— ASSIGNMENT —
Copy the lines of the entries exactly, from the opening one to the one holding "pub fn graph_error_to_miette(err: GraphError)", and leave out everything after.

— MATERIAL SUPPLIED —
*** Block opens ***
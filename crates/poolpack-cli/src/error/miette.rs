//! Miette diagnostic conversion for CLI errors.

use crate::error::CliError;
use miette::Report;
use poolpack::task::GraphError;

/// Convert CliError to miette Report
pub fn cli_error_to_miette(err: CliError) -> Report {
    match err {
        CliError::Pipeline(poolpack::Error::Graph(e)) => graph_error_to_miette(e),
        CliError::Pipeline(e) => miette::miette!("{}", e),
        CliError::RunFailed { task, message } => miette::miette!(
            "Task '{}' failed: {}\n\nHint: Fix the error and rerun 'poolpack task {}'",
            task,
            message,
            task
        ),
        _ => miette::miette!("{}", err),
    }
}

/// Convert GraphError to miette Report
pub fn graph_error_to_miette(err: GraphError) -> Report {
    match err {
        GraphError::UnknownTask(name) => miette::miette!(
            "Unknown task: {}\n\nHint: Run 'poolpack tasks' to list the available tasks",
            name
        ),
        _ => miette::miette!("Task graph error: {}", err),
    }
}
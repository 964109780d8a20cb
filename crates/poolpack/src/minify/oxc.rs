//! oxc-backed minifier.
//!
//! oxc's code generator can only keep or drop comment classes wholesale, so
//! comments are filtered here instead: the retained ones are collected from
//! the parse, code is generated without any comments, and the retained
//! comments are hoisted above the output in source order. The source map is
//! shifted down by the number of hoisted lines so it still lines up.

use std::path::PathBuf;

use async_trait::async_trait;
use oxc_allocator::Allocator;
use oxc_codegen::{Codegen, CodegenOptions};
use oxc_minifier::{CompressOptions, MangleOptions, Minifier as OxcMinifierPass, MinifierOptions};
use oxc_parser::Parser;
use oxc_span::{SourceType, Span};
use tracing::debug;

use super::{MinifyError, MinifyOptions, MinifyOutput, Minifier};

/// Minifies with oxc on the blocking thread pool.
#[derive(Debug, Clone, Copy, Default)]
pub struct OxcMinifier;

impl OxcMinifier {
    pub fn new() -> Self {
        Self
    }
}

#[async_trait]
impl Minifier for OxcMinifier {
    async fn minify(
        &self,
        source: &str,
        options: &MinifyOptions,
    ) -> Result<MinifyOutput, MinifyError> {
        let source = source.to_string();
        let options = options.clone();

        tokio::task::spawn_blocking(move || minify_sync(&source, &options))
            .await
            .map_err(|e| MinifyError::Join(e.to_string()))?
    }
}

/// Minify `source` on the current thread.
pub(crate) fn minify_sync(source: &str, options: &MinifyOptions) -> Result<MinifyOutput, MinifyError> {
    let allocator = Allocator::default();
    let parsed = Parser::new(&allocator, source, SourceType::cjs()).parse();

    if !parsed.errors.is_empty() {
        let message = parsed
            .errors
            .iter()
            .map(|e| e.to_string())
            .collect::<Vec<_>>()
            .join("; ");
        return Err(MinifyError::Parse { message });
    }

    let mut program = parsed.program;

    let retained: Vec<String> = program
        .comments
        .iter()
        .map(|comment| comment_text(source, comment.span, comment.is_line()))
        .filter(|text| options.comments.keeps(text))
        .collect();
    debug!(
        total = program.comments.len(),
        retained = retained.len(),
        "filtered comments"
    );

    let minifier_options = MinifierOptions {
        mangle: options.mangle.then(MangleOptions::default),
        compress: options.compress.then(CompressOptions::default),
    };
    let minified = OxcMinifierPass::new(minifier_options).minify(&allocator, &mut program);

    let codegen_options = CodegenOptions {
        source_map_path: options.source_map.as_ref().map(PathBuf::from),
        ..CodegenOptions::minify()
    };
    let generated = Codegen::new()
        .with_options(codegen_options)
        .with_scoping(minified.scoping)
        .build(&program);

    let header = hoisted_header(&retained);
    let hoisted_lines = header.matches('\n').count();

    let map = match (&options.source_map, generated.map) {
        (Some(_), Some(map)) => Some(shift_source_map(&map.to_json_string(), hoisted_lines)?),
        (Some(file), None) => {
            return Err(MinifyError::SourceMap(format!(
                "code generator returned no map for '{file}'"
            )));
        }
        (None, _) => None,
    };

    Ok(MinifyOutput {
        code: header + &generated.code,
        map,
    })
}

/// Full text of a comment, delimiters included.
fn comment_text(source: &str, span: Span, is_line: bool) -> String {
    let text = span.source_text(source);
    if text.starts_with("//") || text.starts_with("/*") {
        text.to_string()
    } else if is_line {
        format!("//{text}")
    } else {
        format!("/*{text}*/")
    }
}

fn hoisted_header(comments: &[String]) -> String {
    let mut header = String::new();
    for comment in comments {
        header.push_str(comment);
        header.push('\n');
    }
    header
}

/// Move every mapping of a source map `lines` lines down.
///
/// Each `;` in `mappings` starts a new generated line, so prefixing `lines`
/// semicolons leaves the hoisted lines unmapped.
fn shift_source_map(json: &str, lines: usize) -> Result<String, MinifyError> {
    if lines == 0 {
        return Ok(json.to_string());
    }

    let mut map: serde_json::Value =
        serde_json::from_str(json).map_err(|e| MinifyError::SourceMap(e.to_string()))?;

    let mappings = map
        .get_mut("mappings")
        .and_then(|m| m.as_str().map(str::to_string))
        .ok_or_else(|| MinifyError::SourceMap("source map has no mappings".to_string()))?;
    map["mappings"] = serde_json::Value::String(format!("{}{}", ";".repeat(lines), mappings));

    serde_json::to_string(&map).map_err(|e| MinifyError::SourceMap(e.to_string()))
}
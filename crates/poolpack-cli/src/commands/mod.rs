//! Command implementations for the poolpack CLI.
//!
//! - [`build`] - run the default pipeline once
//! - [`watch`] - run, then rebuild on source changes
//! - [`task`] - run named tasks
//! - [`tasks`] - list the task graph

pub mod build;
pub mod task;
pub mod tasks;
pub(crate) mod utils;
pub mod watch;

pub use build::execute as build_execute;
pub use task::execute as task_execute;
pub use tasks::execute as tasks_execute;
pub use watch::execute as watch_execute;
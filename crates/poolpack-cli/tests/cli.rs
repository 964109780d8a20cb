//! Integration tests for the poolpack binary.
//!
//! These only exercise paths that fail before any bundling starts.

// assert_cmd::Command::cargo_bin is deprecated but still works
#![allow(deprecated)]

use assert_cmd::Command;
use predicates::prelude::*;
use std::fs;
use std::process::Stdio;
use std::time::Duration;
use tempfile::TempDir;

fn poolpack(dir: &TempDir) -> Command {
    let mut cmd = Command::cargo_bin("poolpack").unwrap();
    cmd.env("NO_COLOR", "1")
        .env_remove("RUST_LOG")
        .env_remove("POOLPACK_STRICT")
        .env_remove("POOLPACK_CACHE")
        .arg("-C")
        .arg(dir.path());
    cmd
}

fn project() -> TempDir {
    let dir = TempDir::new().unwrap();
    fs::write(
        dir.path().join("package.json"),
        r#"{"name": "workerpool", "version": "6.1.0"}"#,
    )
    .unwrap();
    fs::create_dir_all(dir.path().join("lib")).unwrap();
    fs::write(dir.path().join("lib/worker.js"), "self.onmessage = function () {};\n").unwrap();
    fs::write(dir.path().join("index.js"), "module.exports = {};\n").unwrap();
    dir
}

#[test]
fn test_help_lists_commands() {
    Command::cargo_bin("poolpack")
        .unwrap()
        .arg("--help")
        .assert()
        .success()
        .stdout(predicate::str::contains("build"))
        .stdout(predicate::str::contains("watch"))
        .stdout(predicate::str::contains("tasks"));
}

#[test]
fn test_tasks_lists_graph() {
    let dir = TempDir::new().unwrap();
    poolpack(&dir)
        .arg("tasks")
        .assert()
        .success()
        .stdout(predicate::str::contains("bundle-worker"))
        .stdout(predicate::str::contains("embed-worker"))
        .stdout(predicate::str::contains("minify-main"))
        .stdout(predicate::str::contains("after: bundle-main, minify-main"));
}

#[test]
fn test_build_without_template_fails() {
    let dir = project();
    poolpack(&dir)
        .arg("build")
        .assert()
        .failure()
        .stderr(predicate::str::contains("Banner template not readable"));
    assert!(!dir.path().join("dist").exists());
}

#[test]
fn test_watch_survives_failed_first_run() {
    let dir = project();
    let mut child = std::process::Command::new(assert_cmd::cargo::cargo_bin("poolpack"))
        .env("NO_COLOR", "1")
        .env_remove("RUST_LOG")
        .arg("-C")
        .arg(dir.path())
        .arg("watch")
        .stdout(Stdio::null())
        .stderr(Stdio::piped())
        .spawn()
        .unwrap();

    std::thread::sleep(Duration::from_secs(2));
    let still_running = child.try_wait().unwrap().is_none();
    child.kill().unwrap();
    let output = child.wait_with_output().unwrap();

    assert!(still_running, "watch exited after the first run");
    let stderr = String::from_utf8_lossy(&output.stderr);
    assert!(stderr.contains("Banner template not readable"), "{stderr}");
}

#[test]
fn test_build_without_entry_fails() {
    let dir = project();
    fs::write(dir.path().join("lib/header.js"), "/** @license */\n").unwrap();
    fs::remove_file(dir.path().join("lib/worker.js")).unwrap();

    poolpack(&dir)
        .arg("build")
        .assert()
        .failure()
        .stderr(predicate::str::contains("Entry point not found"));
}

#[test]
fn test_unknown_task_fails() {
    let dir = project();
    poolpack(&dir)
        .args(["task", "deploy"])
        .assert()
        .failure()
        .stderr(predicate::str::contains("Unknown task"))
        .stderr(predicate::str::contains("poolpack tasks"));
}

#[test]
fn test_missing_config_file_fails() {
    let dir = project();
    poolpack(&dir)
        .args(["--config", "custom.toml", "tasks"])
        .assert()
        .failure()
        .stderr(predicate::str::contains("config"));
}

#[test]
fn test_unknown_config_key_fails() {
    let dir = project();
    fs::write(dir.path().join("poolpack.toml"), "minify-everything = true\n").unwrap();

    poolpack(&dir)
        .arg("tasks")
        .assert()
        .failure()
        .stderr(predicate::str::contains("Failed to load configuration"));
}

#[test]
fn test_invalid_config_value_fails() {
    let dir = project();
    fs::write(
        dir.path().join("poolpack.toml"),
        "[minified]\noutput = \"dist/workerpool.js\"\n",
    )
    .unwrap();

    poolpack(&dir)
        .arg("tasks")
        .assert()
        .failure()
        .stderr(predicate::str::contains("minified.output"));
}

#[test]
fn test_missing_root_fails() {
    Command::cargo_bin("poolpack")
        .unwrap()
        .env("NO_COLOR", "1")
        .args(["-C", "/nonexistent/poolpack/project", "tasks"])
        .assert()
        .failure()
        .stderr(predicate::str::contains("not a directory"));
}
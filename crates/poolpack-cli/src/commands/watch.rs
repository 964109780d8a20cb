//! Watch command implementation.
//!
//! 1. Load the configuration and assemble the pipeline
//! 2. Start the file watcher, so changes made during the first run count
//! 3. Run the default pipeline once
//! 4. Rebuild on relevant changes until Ctrl+C

use async_trait::async_trait;
use poolpack::{FileWatcher, Pipeline, Rebuild, RebuildLoop, RunReport, WatchFilter};
use tokio::signal;

use crate::cli::ProjectArgs;
use crate::commands::utils;
use crate::error::Result;
use crate::ui;

/// Run the default pipeline, then keep rebuilding on source changes.
///
/// A failed run is reported and watching continues, including the first one,
/// so a missing template or entry can be fixed while the watcher is up. Only
/// loading the configuration and starting the watcher can end the command.
pub async fn execute(project: &ProjectArgs) -> Result<()> {
    let pipeline = utils::load_pipeline(project)?;
    let filter = WatchFilter::from_config(pipeline.config())?;

    let (watcher, changes) = FileWatcher::new(pipeline.config().root.clone())?;
    ui::info(&format!(
        "Watching for changes in: {}",
        watcher.root().display()
    ));

    let session = WatchSession {
        pipeline: &pipeline,
    };
    // Already reported on the terminal.
    let _ = session.rebuild().await;

    ui::info("Press Ctrl+C to stop");
    let rebuild_loop = RebuildLoop::new(filter);

    tokio::select! {
        runs = rebuild_loop.run(changes, &session) => {
            ui::warning(&format!("File watcher stopped after {} rebuilds", runs));
        }
        result = signal::ctrl_c() => {
            result?;
            ui::info("Stopping watch mode...");
        }
    }

    drop(watcher);
    ui::success("Watch mode stopped");
    Ok(())
}

/// Runs the pipeline and reports each outcome on the terminal.
struct WatchSession<'a> {
    pipeline: &'a Pipeline,
}

#[async_trait]
impl<'a> Rebuild for WatchSession<'a> {
    async fn rebuild(&self) -> poolpack::Result<RunReport> {
        let result = self.pipeline.rebuild().await;
        match &result {
            Ok(report) => {
                if let Err(e) = utils::report_run(report) {
                    ui::error(&e.to_string());
                }
            }
            Err(e) => ui::error(&e.to_string()),
        }
        result
    }
}
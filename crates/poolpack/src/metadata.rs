//! Package metadata.
//!
//! Only the version is needed; it is stamped into the banner.

use std::path::Path;

use serde::Deserialize;

use crate::error::ConfigError;

/// The fields of `package.json` the pipeline reads.
#[derive(Debug, Clone, PartialEq, Eq)]
pub struct PackageMetadata {
    pub name: Option<String>,
    pub version: String,
}

#[derive(Deserialize)]
struct RawManifest {
    #[serde(default)]
    name: Option<String>,
    #[serde(default)]
    version: Option<String>,
}

impl PackageMetadata {
    /// Read and parse a package manifest.
    pub async fn read(path: impl AsRef<Path>) -> Result<Self, ConfigError> {
        let path = path.as_ref();
        let content = tokio::fs::read_to_string(path)
            .await
            .map_err(|source| ConfigError::ManifestUnreadable {
                path: path.to_path_buf(),
                source,
            })?;
        Self::parse(path, &content)
    }

    fn parse(path: &Path, content: &str) -> Result<Self, ConfigError> {
        let raw: RawManifest =
            serde_json::from_str(content).map_err(|e| ConfigError::ManifestInvalid {
                path: path.to_path_buf(),
                reason: e.to_string(),
            })?;

        match raw.version {
            Some(version) if !version.trim().is_empty() => Ok(Self {
                name: raw.name,
                version,
            }),
            _ => Err(ConfigError::ManifestInvalid {
                path: path.to_path_buf(),
                reason: "missing \"version\" field".to_string(),
            }),
        }
    }
}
*** Block closes ***
— OUTPUT OF THE EXERCISE —
filename crates/poolpack-cli/src/error/miette.rs
//! Miette diagnostic conversion for CLI errors.

use crate::error::CliError;
use miette::Report;
use poolpack::task::GraphError;

/// Convert CliError to miette Report
pub fn cli_error_to_miette(err: CliError) -> Report {
    match err {
        CliError::Pipeline(poolpack::Error::Graph(e)) => graph_error_to_miette(e),
        CliError::Pipeline(e) => miette::miette!("{}", e),
        CliError::RunFailed { task, message } => miette::miette!(
            "Task '{}' failed: {}\n\nHint: Fix the error and rerun 'poolpack task {}'",
            task,
            message,
            task
        ),
        _ => miette::miette!("{}", err),
    }
}

/// Convert GraphError to miette Report
pub fn graph_error_to_miette(err: GraphError) -> Report {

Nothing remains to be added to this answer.